I would like to borrow someone's Dayan MF8 4x4 if I happen to be in the same group as Dan since mine isn't arriving for another 10 days.


----------



## bobthegiraffemonkey (Jul 27, 2011)

Time to start thinking about what to do when I arrive. I'll be in Guildford for 17:35 Friday and need to kill a few hours, is anyone planning to meet up anywhere? Also, who else is staying at the Travelodge?

I'm now looking to also trade a black LunHui for a black LingYun (also looking for black ZhanChi). I have lots of nails which work well as cheap GuHong torpedoes, which I will be selling cheap (maybe 40p for 12). They fit well, I haven't glued mine in yet (I will eventually) and so far only one has fallen out and has stayed in place since then. They will probably work on other Dayans too, but I haven't checked.


----------



## cubersmith (Jul 27, 2011)

bobthegiraffemonkey said:


> Time to start thinking about what to do when I arrive. I'll be in Guildford for 17:35 Friday and need to kill a few hours, is anyone planning to meet up anywhere? Also, who else is staying at the Travelodge?
> 
> I'm now looking to also trade a black LunHui for a black LingYun (also looking for black ZhanChi). I have lots of nails which work well as cheap GuHong torpedoes, which I will be selling cheap (maybe 40p for 12). They fit well, I haven't glued mine in yet (I will eventually) and so far only one has fallen out and has stayed in place since then. They will probably work on other Dayans too, but I haven't checked.


 
Oh look your Scottish. I am staying at the travel lodge.


----------



## MaeLSTRoM (Jul 27, 2011)

cubersmith said:


> Oh look your Scottish.

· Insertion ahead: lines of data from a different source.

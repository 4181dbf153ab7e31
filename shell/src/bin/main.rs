//! Kiln - real-time platform loop runner
//!
//! Runs the built-in test pattern under the platform loop.
//!
//! # Usage
//!
//! ```bash
//! kiln
//! kiln --width 960 --height 540
//! kiln --update-hz 60
//! ```
//!
//! Close the window to quit.

use anyhow::Result;
use clap::Parser;

use kiln_shell::demo::DemoGame;

#[derive(Parser)]
#[command(name = "kiln")]
#[command(author, version, about = "Kiln - real-time platform loop runner")]
struct Args {
    /// Window width in pixels (overrides the config file)
    #[arg(long)]
    width: Option<u32>,

    /// Window height in pixels (overrides the config file)
    #[arg(long)]
    height: Option<u32>,

    /// Fixed update rate in Hz (overrides the config file)
    #[arg(long)]
    update_hz: Option<u32>,

    /// Output sample rate in Hz (overrides the config file)
    #[arg(long)]
    sample_rate: Option<u32>,
}

fn main() -> Result<()> {
    tracing_subscriber::fmt()
        .with_env_filter(
            tracing_subscriber::EnvFilter::from_default_env()
                .add_directive(tracing::Level::INFO.into()),
        )
        .init();

    let args = Args::parse();

    let mut config = kiln_core::config::load();
    if let Some(width) = args.width {
        config.video.width = width;
    }
    if let Some(height) = args.height {
        config.video.height = height;
    }
    if let Some(update_hz) = args.update_hz {
        config.video.update_hz = update_hz;
    }
    if let Some(sample_rate) = args.sample_rate {
        config.audio.samples_per_second = sample_rate;
    }

    if config.video.update_hz == 0 || config.video.update_hz > 240 {
        anyhow::bail!("Update rate must be between 1 and 240 Hz");
    }
    if config.audio.samples_per_second < 8_000 {
        anyhow::bail!("Sample rate must be at least 8000 Hz");
    }

    tracing::info!(
        "Starting Kiln: {}x{} at {} Hz",
        config.video.width,
        config.video.height,
        config.video.update_hz
    );

    kiln_shell::run(config, DemoGame::new())
}
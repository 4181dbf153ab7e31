//! The event loop: one window, one audio stream, one game
//!
//! Per iteration: window events drain first (possibly resizing the pixel
//! buffer), then joystick events fold into the input snapshot, then the
//! audio write is sized, the game updates, samples are submitted, the pixel
//! buffer is presented, the governor paces to the target period, and the
//! input frames swap. Everything runs on the event loop thread; the only
//! other thread is the audio device callback behind its ring buffer.

use std::sync::Arc;

use anyhow::{Context, Result};
use hashbrown::HashMap;
use kiln_core::{AudioPacer, Config, FrameGovernor, Game, InputReducer, PixelSurface, VirtualButton};
use winit::{
    application::ApplicationHandler,
    event::WindowEvent,
    event_loop::{ActiveEventLoop, ControlFlow, EventLoop},
    keyboard::{KeyCode, PhysicalKey},
    window::Window,
};

use crate::audio::CpalPlaybackQueue;
use crate::gamepad::GamepadPoller;
use crate::graphics::Presenter;

/// Iterations between periodic frame statistics logs.
const STATS_INTERVAL: u64 = 300;

/// Run `game` under the platform loop until the window is closed.
pub fn run<G: Game>(config: Config, game: G) -> Result<()> {
    let event_loop = EventLoop::new().context("Failed to create event loop")?;

    let mut app = ShellApp::new(config, game);
    event_loop
        .run_app(&mut app)
        .context("Event loop terminated abnormally")?;

    match app.error {
        Some(err) => Err(err),
        None => Ok(()),
    }
}

struct ShellApp<G: Game> {
    config: Config,
    game: G,

    window: Option<Arc<Window>>,
    presenter: Option<Presenter>,
    surface: PixelSurface,

    reducer: InputReducer,
    keymap: HashMap<KeyCode, VirtualButton>,
    gamepad: GamepadPoller,

    pacer: AudioPacer<CpalPlaybackQueue>,
    governor: FrameGovernor,

    frame_count: u64,
    error: Option<anyhow::Error>,
}

impl<G: Game> ShellApp<G> {
    fn new(config: Config, game: G) -> Self {
        let keymap = config.input.keyboard.resolve();
        let pacer = AudioPacer::new(config.audio.samples_per_second, config.audio.pace_hz);
        let governor = FrameGovernor::for_update_hz(config.video.update_hz);

        let mut reducer = InputReducer::new();
        reducer.begin_frame();

        Self {
            config,
            game,
            window: None,
            presenter: None,
            surface: PixelSurface::default(),
            reducer,
            keymap,
            gamepad: GamepadPoller::new(),
            pacer,
            governor,
            frame_count: 0,
            error: None,
        }
    }

    fn init_window(&mut self, event_loop: &ActiveEventLoop) -> Result<()> {
        let attributes = Window::default_attributes()
            .with_title("Kiln")
            .with_inner_size(winit::dpi::LogicalSize::new(
                self.config.video.width,
                self.config.video.height,
            ));
        let window = Arc::new(
            event_loop
                .create_window(attributes)
                .context("Failed to create window")?,
        );

        let presenter = Presenter::new(window.clone())?;
        let size = window.inner_size();
        self.surface.resize(size.width.max(1), size.height.max(1));

        self.window = Some(window);
        self.presenter = Some(presenter);
        Ok(())
    }

    fn init_audio(&mut self) {
        match CpalPlaybackQueue::new(
            self.config.audio.samples_per_second,
            self.config.audio.pace_hz,
        ) {
            Ok(queue) => {
                // The device may have negotiated a different rate than the
                // config asked for; the pacer plans against the real one.
                self.pacer = AudioPacer::new(queue.sample_rate(), self.config.audio.pace_hz);
                self.pacer.open(queue);
            }
            Err(err) => {
                tracing::warn!("Failed to open audio device: {}. Running silent.", err);
            }
        }
    }

    fn run_iteration(&mut self) -> Result<()> {
        let Some(presenter) = &mut self.presenter else {
            return Ok(());
        };

        // Joystick events: a finite drain, empty when no device is present.
        let reducer = &mut self.reducer;
        self.gamepad.poll(|event| reducer.pad_event(event));

        // Size this iteration's audio write from the device delay, hand the
        // borrowed views to the update call, then submit what it produced.
        let frames = self.pacer.plan();
        {
            let mut block = self.pacer.block(frames);
            self.game
                .update(self.reducer.frame(), &mut self.surface, &mut block);
        }
        self.pacer.commit(frames);

        presenter.present(&self.surface)?;

        let frame_time = self.governor.pace();

        self.frame_count += 1;
        if self.frame_count % STATS_INTERVAL == 0 {
            tracing::debug!(
                frame_ms = frame_time.as_secs_f64() * 1000.0,
                missed_deadlines = self.governor.missed_deadlines(),
                "frame stats"
            );
        }

        // The snapshot just consumed becomes the next frame's baseline.
        self.reducer.end_frame();
        self.reducer.begin_frame();
        Ok(())
    }

    fn handle_key(&mut self, event: &winit::event::KeyEvent) {
        // Auto-repeat is synthetic; only real edges reach the reducer.
        if event.repeat {
            return;
        }
        let PhysicalKey::Code(code) = event.physical_key else {
            return;
        };
        if let Some(&button) = self.keymap.get(&code) {
            self.reducer.key_event(button, event.state.is_pressed());
        }
    }
}

impl<G: Game> ApplicationHandler for ShellApp<G> {
    fn resumed(&mut self, event_loop: &ActiveEventLoop) {
        if self.window.is_some() {
            return;
        }
        if let Err(err) = self.init_window(event_loop) {
            tracing::error!("Failed to initialize window: {}", err);
            self.error = Some(err);
            event_loop.exit();
            return;
        }
        self.init_audio();
        // Startup cost is not a missed frame.
        self.governor.rearm();
        if let Some(window) = &self.window {
            window.request_redraw();
        }
    }

    fn window_event(
        &mut self,
        event_loop: &ActiveEventLoop,
        _window_id: winit::window::WindowId,
        event: WindowEvent,
    ) {
        match event {
            WindowEvent::CloseRequested => {
                tracing::info!("Window close requested");
                event_loop.exit();
            }
            WindowEvent::Resized(size) => {
                self.surface.resize(size.width, size.height);
                if let Some(presenter) = &mut self.presenter {
                    presenter.resize(size.width, size.height);
                }
            }
            WindowEvent::KeyboardInput { event, .. } => {
                self.handle_key(&event);
            }
            WindowEvent::RedrawRequested => {
                if let Err(err) = self.run_iteration() {
                    tracing::error!("Fatal loop error: {}", err);
                    self.error = Some(err);
                    event_loop.exit();
                }
            }
            _ => {}
        }
    }

    fn about_to_wait(&mut self, event_loop: &ActiveEventLoop) {
        // The governor paces inside the iteration, so the loop itself polls.
        event_loop.set_control_flow(ControlFlow::Poll);
        if let Some(window) = &self.window {
            window.request_redraw();
        }
    }

    fn exiting(&mut self, _event_loop: &ActiveEventLoop) {
        self.pacer.close();
        tracing::info!(
            frames = self.frame_count,
            missed_deadlines = self.governor.missed_deadlines(),
            "shutting down"
        );
    }
}
//! Tests for input reduction

use super::*;

fn held(reducer: &InputReducer, button: VirtualButton) -> bool {
    reducer.frame().controllers[MERGED_SLOT].button(button).ended_down
}

fn transitions(reducer: &InputReducer, button: VirtualButton) -> u32 {
    reducer.frame().controllers[MERGED_SLOT]
        .button(button)
        .half_transition_count
}

#[test]
fn keyboard_transitions_count_events_within_frame() {
    let mut reducer = InputReducer::new();
    reducer.begin_frame();

    // Press, release, press inside one frame: three observed edges.
    reducer.key_event(VirtualButton::ActionDown, true);
    reducer.key_event(VirtualButton::ActionDown, false);
    reducer.key_event(VirtualButton::ActionDown, true);

    assert!(held(&reducer, VirtualButton::ActionDown));
    assert_eq!(transitions(&reducer, VirtualButton::ActionDown), 3);
}

#[test]
fn held_key_carries_forward_without_events() {
    let mut reducer = InputReducer::new();
    reducer.begin_frame();
    reducer.key_event(VirtualButton::Start, true);
    reducer.end_frame();

    // No events this frame: state is inherited, counts are reset.
    reducer.begin_frame();
    assert!(held(&reducer, VirtualButton::Start));
    assert_eq!(transitions(&reducer, VirtualButton::Start), 0);
}

#[test]
fn pad_button_edges_are_per_frame() {
    let mut reducer = InputReducer::new();
    reducer.begin_frame();
    reducer.pad_event(PadEvent::Button { index: 7, pressed: true });
    assert!(held(&reducer, VirtualButton::Start));
    assert_eq!(transitions(&reducer, VirtualButton::Start), 1);
    reducer.end_frame();

    // Same raw level reported again: no edge.
    reducer.begin_frame();
    reducer.pad_event(PadEvent::Button { index: 7, pressed: true });
    assert!(held(&reducer, VirtualButton::Start));
    assert_eq!(transitions(&reducer, VirtualButton::Start), 0);
}

#[test]
fn unknown_pad_button_is_ignored() {
    let mut reducer = InputReducer::new();
    reducer.begin_frame();
    reducer.pad_event(PadEvent::Button { index: 13, pressed: true });
    for button in VirtualButton::ALL {
        assert!(!held(&reducer, button));
    }
}

#[test]
fn dead_zone_boundary_maps_to_zero() {
    assert_eq!(normalize_axis(0), 0.0);
    assert_eq!(normalize_axis(DEAD_ZONE), 0.0);
    assert_eq!(normalize_axis(-DEAD_ZONE), 0.0);
    assert_eq!(normalize_axis(DEAD_ZONE - 1), 0.0);
}

#[test]
fn axis_limits_map_to_unit_deflection() {
    assert_eq!(normalize_axis(32767), 1.0);
    assert_eq!(normalize_axis(-32768), -1.0);
}

#[test]
fn axis_rescales_from_dead_zone_edge() {
    // Just past the dead zone: small but nonzero, sign preserved.
    let just_past = normalize_axis(DEAD_ZONE + 1);
    assert!(just_past > 0.0 && just_past < 0.01);
    let negative = normalize_axis(-(DEAD_ZONE + 1));
    assert!(negative < 0.0 && negative > -0.01);
}

#[test]
fn full_deflection_derives_movement_with_single_edge() {
    let mut reducer = InputReducer::new();
    reducer.begin_frame();
    reducer.pad_event(PadEvent::Axis { index: 0, value: 32767 });

    let controller = &reducer.frame().controllers[MERGED_SLOT];
    assert!(controller.is_analog);
    assert_eq!(controller.stick_x, 1.0);
    assert!(held(&reducer, VirtualButton::MoveRight));
    assert_eq!(transitions(&reducer, VirtualButton::MoveRight), 1);
    reducer.end_frame();

    // Holding the same deflection: still down, no new edge.
    reducer.begin_frame();
    reducer.pad_event(PadEvent::Axis { index: 0, value: 32767 });
    assert!(held(&reducer, VirtualButton::MoveRight));
    assert_eq!(transitions(&reducer, VirtualButton::MoveRight), 0);
    reducer.end_frame();

    // No event at all (a real stick held steady stays silent): carried.
    reducer.begin_frame();
    assert!(held(&reducer, VirtualButton::MoveRight));
    assert_eq!(transitions(&reducer, VirtualButton::MoveRight), 0);
}

#[test]
fn sub_threshold_deflection_releases_movement() {
    let mut reducer = InputReducer::new();
    reducer.begin_frame();
    reducer.pad_event(PadEvent::Axis { index: 0, value: 32767 });
    reducer.end_frame();

    reducer.begin_frame();
    reducer.pad_event(PadEvent::Axis { index: 0, value: 0 });
    assert!(!held(&reducer, VirtualButton::MoveRight));
    assert_eq!(transitions(&reducer, VirtualButton::MoveRight), 1);
}

#[test]
fn one_axis_event_does_not_clobber_the_other_axis() {
    let mut reducer = InputReducer::new();
    reducer.begin_frame();
    reducer.pad_event(PadEvent::Axis { index: 0, value: 32767 });
    reducer.pad_event(PadEvent::Axis { index: 1, value: -32768 });

    let controller = &reducer.frame().controllers[MERGED_SLOT];
    assert_eq!(controller.stick_x, 1.0);
    assert_eq!(controller.stick_y, -1.0);
    assert!(held(&reducer, VirtualButton::MoveRight));
    assert!(held(&reducer, VirtualButton::MoveUp));
}

#[test]
fn joystick_silence_does_not_release_keyboard_buttons() {
    let mut reducer = InputReducer::new();
    reducer.begin_frame();
    reducer.key_event(VirtualButton::ActionUp, true);
    reducer.end_frame();

    // A frame full of joystick traffic on other controls.
    reducer.begin_frame();
    reducer.pad_event(PadEvent::Axis { index: 0, value: 32767 });
    reducer.pad_event(PadEvent::Button { index: 7, pressed: true });
    assert!(held(&reducer, VirtualButton::ActionUp));
    assert_eq!(transitions(&reducer, VirtualButton::ActionUp), 0);
}

#[test]
fn keymap_roundtrip() {
    let mapping = KeyboardMapping::default();

    let toml_str = toml::to_string(&mapping).expect("serialize");
    assert!(toml_str.contains("\"W\""));
    assert!(toml_str.contains("ArrowUp"));
    assert!(toml_str.contains("Enter"));
    assert!(toml_str.contains("ShiftLeft"));

    let parsed: KeyboardMapping = toml::from_str(&toml_str).expect("deserialize");
    assert_eq!(mapping, parsed);
}

#[test]
fn keymap_partial_config_uses_defaults() {
    let parsed: KeyboardMapping = toml::from_str(
        r#"
        move_up = "I"
        move_down = "K"
        "#,
    )
    .expect("deserialize");

    assert_eq!(parsed.move_up, winit::keyboard::KeyCode::KeyI);
    assert_eq!(parsed.move_down, winit::keyboard::KeyCode::KeyK);
    assert_eq!(parsed.start, winit::keyboard::KeyCode::Enter);
}

#[test]
fn keymap_resolve_covers_every_button() {
    let table = KeyboardMapping::default().resolve();
    assert_eq!(table.len(), VirtualButton::COUNT);
    assert_eq!(
        table.get(&winit::keyboard::KeyCode::KeyW),
        Some(&VirtualButton::MoveUp)
    );
    assert_eq!(
        table.get(&winit::keyboard::KeyCode::ArrowDown),
        Some(&VirtualButton::ActionDown)
    );
}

I am staying at the travel lodge.


 
Same here, but I'm arriving quite late. (Not scottish, staying at the travel lodge  )


----------



## r_517 (Jul 27, 2011)

need to get up before 4am on saturday, and have to take a taxi to get to the airport. after arriving i'll have to wait for 1 hour for the train. will never book saturday morning's flight again

btw daniel will there be any socket in the venue?


----------



## kinch2002 (Jul 27, 2011)

r_517 said:


> btw daniel will there be any socket in the venue?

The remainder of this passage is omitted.